**What you should do**
The entries follow. Copy every line in which "embedded" appears.

(Records from a collection)
—————

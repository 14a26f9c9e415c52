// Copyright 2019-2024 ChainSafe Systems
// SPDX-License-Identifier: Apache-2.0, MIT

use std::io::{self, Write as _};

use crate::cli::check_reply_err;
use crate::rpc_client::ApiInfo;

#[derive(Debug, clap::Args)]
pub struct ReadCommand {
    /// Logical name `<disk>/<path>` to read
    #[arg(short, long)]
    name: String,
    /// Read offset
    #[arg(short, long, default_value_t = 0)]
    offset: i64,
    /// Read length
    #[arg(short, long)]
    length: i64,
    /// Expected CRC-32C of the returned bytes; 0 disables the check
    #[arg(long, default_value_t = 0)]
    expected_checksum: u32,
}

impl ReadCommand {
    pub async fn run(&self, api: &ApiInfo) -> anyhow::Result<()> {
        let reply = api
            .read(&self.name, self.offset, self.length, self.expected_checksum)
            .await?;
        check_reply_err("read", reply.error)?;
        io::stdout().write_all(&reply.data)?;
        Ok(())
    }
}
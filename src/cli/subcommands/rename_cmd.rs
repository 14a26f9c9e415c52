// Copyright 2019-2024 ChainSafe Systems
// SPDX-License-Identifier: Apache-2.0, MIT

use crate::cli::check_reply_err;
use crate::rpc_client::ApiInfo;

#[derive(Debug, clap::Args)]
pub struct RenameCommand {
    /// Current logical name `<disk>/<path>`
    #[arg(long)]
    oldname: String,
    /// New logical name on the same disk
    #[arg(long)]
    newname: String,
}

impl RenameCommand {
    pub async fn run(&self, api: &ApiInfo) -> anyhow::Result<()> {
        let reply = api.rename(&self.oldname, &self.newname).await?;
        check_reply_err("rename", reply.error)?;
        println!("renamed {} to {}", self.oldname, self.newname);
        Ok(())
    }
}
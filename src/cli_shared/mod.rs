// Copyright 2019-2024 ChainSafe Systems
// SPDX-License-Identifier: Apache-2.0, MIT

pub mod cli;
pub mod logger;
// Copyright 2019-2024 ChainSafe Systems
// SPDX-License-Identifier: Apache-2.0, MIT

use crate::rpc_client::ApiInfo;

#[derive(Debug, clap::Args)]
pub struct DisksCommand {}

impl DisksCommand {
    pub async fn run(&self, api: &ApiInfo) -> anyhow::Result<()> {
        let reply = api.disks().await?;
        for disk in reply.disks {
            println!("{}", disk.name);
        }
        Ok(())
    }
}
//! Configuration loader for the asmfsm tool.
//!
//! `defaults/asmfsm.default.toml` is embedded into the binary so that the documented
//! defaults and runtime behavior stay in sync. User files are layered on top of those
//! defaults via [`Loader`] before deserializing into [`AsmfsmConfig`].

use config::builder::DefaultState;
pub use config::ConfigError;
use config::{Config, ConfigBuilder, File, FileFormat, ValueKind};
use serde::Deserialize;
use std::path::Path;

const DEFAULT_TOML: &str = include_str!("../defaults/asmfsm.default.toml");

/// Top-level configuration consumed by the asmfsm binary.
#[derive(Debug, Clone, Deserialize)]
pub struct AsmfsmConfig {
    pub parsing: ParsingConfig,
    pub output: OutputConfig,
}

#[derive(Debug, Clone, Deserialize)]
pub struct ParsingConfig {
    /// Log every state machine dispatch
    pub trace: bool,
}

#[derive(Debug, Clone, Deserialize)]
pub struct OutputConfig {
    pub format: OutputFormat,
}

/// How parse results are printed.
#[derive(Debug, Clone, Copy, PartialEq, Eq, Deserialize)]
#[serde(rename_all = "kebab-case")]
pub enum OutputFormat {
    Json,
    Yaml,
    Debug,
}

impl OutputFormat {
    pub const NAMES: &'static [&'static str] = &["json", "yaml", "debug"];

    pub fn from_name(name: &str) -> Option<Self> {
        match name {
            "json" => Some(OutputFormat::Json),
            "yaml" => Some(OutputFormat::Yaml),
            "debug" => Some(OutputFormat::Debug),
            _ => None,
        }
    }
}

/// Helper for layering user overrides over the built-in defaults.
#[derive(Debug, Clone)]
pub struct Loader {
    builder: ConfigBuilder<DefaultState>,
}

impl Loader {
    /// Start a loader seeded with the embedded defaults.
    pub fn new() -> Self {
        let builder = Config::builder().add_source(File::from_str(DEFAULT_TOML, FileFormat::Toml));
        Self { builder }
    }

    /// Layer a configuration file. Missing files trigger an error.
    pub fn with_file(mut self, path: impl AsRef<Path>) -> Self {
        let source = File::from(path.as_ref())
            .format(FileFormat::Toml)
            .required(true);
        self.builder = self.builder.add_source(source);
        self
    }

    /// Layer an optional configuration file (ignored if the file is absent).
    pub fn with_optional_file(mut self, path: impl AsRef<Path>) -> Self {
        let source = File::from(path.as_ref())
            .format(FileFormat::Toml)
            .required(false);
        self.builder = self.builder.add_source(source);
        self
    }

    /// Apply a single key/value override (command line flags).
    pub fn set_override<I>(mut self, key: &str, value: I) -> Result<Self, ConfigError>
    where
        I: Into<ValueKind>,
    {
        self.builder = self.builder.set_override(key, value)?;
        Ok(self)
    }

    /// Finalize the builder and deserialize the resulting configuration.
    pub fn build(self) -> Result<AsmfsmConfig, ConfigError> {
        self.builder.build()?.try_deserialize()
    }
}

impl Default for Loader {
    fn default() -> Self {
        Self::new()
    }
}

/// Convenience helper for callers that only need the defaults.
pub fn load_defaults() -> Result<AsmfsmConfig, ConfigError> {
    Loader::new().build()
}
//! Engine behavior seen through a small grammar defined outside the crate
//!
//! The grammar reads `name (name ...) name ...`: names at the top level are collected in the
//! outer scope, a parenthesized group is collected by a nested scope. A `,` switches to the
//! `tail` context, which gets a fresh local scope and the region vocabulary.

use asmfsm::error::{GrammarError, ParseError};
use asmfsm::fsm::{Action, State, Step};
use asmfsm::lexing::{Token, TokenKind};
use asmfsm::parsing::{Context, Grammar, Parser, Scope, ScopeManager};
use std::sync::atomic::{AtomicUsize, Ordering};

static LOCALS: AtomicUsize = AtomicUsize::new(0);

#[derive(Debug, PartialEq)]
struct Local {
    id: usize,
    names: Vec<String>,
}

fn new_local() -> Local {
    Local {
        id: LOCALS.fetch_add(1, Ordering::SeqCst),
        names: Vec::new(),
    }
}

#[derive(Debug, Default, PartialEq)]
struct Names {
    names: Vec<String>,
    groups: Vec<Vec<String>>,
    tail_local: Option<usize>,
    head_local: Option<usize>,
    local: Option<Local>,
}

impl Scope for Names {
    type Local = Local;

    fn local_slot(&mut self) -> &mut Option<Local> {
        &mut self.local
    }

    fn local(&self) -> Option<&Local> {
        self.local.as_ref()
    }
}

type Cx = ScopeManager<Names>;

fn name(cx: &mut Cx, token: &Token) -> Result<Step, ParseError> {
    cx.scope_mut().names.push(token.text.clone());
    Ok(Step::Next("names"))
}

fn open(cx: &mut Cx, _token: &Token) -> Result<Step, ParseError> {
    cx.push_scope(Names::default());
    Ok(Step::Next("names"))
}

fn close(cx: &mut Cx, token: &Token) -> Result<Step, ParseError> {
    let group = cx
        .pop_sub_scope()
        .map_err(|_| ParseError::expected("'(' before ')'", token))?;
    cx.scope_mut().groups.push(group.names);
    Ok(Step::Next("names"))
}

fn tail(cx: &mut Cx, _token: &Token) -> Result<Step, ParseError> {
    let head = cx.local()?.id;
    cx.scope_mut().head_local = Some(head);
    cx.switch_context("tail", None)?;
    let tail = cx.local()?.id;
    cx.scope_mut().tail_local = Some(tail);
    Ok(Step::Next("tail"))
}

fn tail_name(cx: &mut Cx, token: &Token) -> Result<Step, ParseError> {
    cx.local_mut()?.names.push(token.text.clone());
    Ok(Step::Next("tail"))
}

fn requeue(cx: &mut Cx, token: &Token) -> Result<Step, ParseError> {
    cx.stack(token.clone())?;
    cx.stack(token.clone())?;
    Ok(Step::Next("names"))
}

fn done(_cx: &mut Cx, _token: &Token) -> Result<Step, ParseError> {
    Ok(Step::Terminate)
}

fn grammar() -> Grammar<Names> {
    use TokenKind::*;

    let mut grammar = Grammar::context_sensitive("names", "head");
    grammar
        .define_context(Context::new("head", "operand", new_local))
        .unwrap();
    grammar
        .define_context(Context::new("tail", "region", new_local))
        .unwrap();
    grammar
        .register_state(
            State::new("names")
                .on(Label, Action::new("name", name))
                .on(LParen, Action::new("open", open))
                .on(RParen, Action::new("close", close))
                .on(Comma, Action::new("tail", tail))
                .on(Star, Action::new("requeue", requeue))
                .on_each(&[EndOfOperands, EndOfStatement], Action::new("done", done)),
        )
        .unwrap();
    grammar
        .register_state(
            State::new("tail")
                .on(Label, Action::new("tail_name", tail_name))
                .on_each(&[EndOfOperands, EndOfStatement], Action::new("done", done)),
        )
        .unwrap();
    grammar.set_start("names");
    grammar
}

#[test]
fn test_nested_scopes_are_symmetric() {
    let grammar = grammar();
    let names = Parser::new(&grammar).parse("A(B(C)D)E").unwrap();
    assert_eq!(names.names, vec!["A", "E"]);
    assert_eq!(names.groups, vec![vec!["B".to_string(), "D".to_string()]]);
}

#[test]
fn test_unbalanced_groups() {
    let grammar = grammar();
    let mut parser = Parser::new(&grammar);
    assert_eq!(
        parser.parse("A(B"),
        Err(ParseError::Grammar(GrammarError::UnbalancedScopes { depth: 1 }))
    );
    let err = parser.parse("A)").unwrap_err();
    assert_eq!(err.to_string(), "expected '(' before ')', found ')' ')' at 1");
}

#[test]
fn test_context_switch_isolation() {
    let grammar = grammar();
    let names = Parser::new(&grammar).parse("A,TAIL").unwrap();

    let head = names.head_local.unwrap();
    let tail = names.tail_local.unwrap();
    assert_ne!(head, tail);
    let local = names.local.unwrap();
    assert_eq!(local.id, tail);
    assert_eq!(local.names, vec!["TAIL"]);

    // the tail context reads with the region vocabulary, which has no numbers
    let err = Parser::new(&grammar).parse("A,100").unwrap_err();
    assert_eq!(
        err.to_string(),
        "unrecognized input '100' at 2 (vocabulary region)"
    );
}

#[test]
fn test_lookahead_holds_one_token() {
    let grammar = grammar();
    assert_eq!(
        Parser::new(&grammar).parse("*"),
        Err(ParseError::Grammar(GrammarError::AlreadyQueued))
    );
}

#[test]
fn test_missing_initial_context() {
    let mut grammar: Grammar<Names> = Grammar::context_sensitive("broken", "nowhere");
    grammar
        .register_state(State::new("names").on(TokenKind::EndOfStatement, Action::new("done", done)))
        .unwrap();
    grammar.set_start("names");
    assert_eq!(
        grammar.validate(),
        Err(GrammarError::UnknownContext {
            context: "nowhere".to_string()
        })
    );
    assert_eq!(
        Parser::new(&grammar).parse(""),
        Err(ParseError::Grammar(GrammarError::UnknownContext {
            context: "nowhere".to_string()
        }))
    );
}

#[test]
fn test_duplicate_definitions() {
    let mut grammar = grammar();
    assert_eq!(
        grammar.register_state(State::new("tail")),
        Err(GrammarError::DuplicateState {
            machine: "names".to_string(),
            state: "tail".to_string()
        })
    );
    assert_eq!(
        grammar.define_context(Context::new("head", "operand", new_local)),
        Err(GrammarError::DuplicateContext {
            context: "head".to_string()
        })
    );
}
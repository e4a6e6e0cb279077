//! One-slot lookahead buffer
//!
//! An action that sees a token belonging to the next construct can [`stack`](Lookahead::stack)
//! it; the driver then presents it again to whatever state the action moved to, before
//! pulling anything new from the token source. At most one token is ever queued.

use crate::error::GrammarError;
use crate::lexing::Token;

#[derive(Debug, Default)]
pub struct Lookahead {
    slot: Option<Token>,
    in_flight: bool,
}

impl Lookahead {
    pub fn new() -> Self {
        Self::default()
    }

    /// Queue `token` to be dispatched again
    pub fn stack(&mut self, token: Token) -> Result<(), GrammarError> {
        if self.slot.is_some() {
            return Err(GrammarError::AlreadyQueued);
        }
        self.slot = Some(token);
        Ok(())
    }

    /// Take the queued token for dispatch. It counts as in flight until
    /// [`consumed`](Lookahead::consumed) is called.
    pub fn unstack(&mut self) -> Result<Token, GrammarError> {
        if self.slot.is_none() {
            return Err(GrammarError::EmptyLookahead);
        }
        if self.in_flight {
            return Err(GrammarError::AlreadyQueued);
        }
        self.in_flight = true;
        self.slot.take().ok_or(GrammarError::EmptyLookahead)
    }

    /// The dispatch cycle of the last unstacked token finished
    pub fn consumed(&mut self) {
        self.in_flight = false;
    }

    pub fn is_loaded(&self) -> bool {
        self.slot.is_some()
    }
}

—————

**Solution to this problem**
//! `defaults/asmfsm.default.toml` is embedded into the binary so that the documented
    /// Start a loader seeded with the embedded defaults.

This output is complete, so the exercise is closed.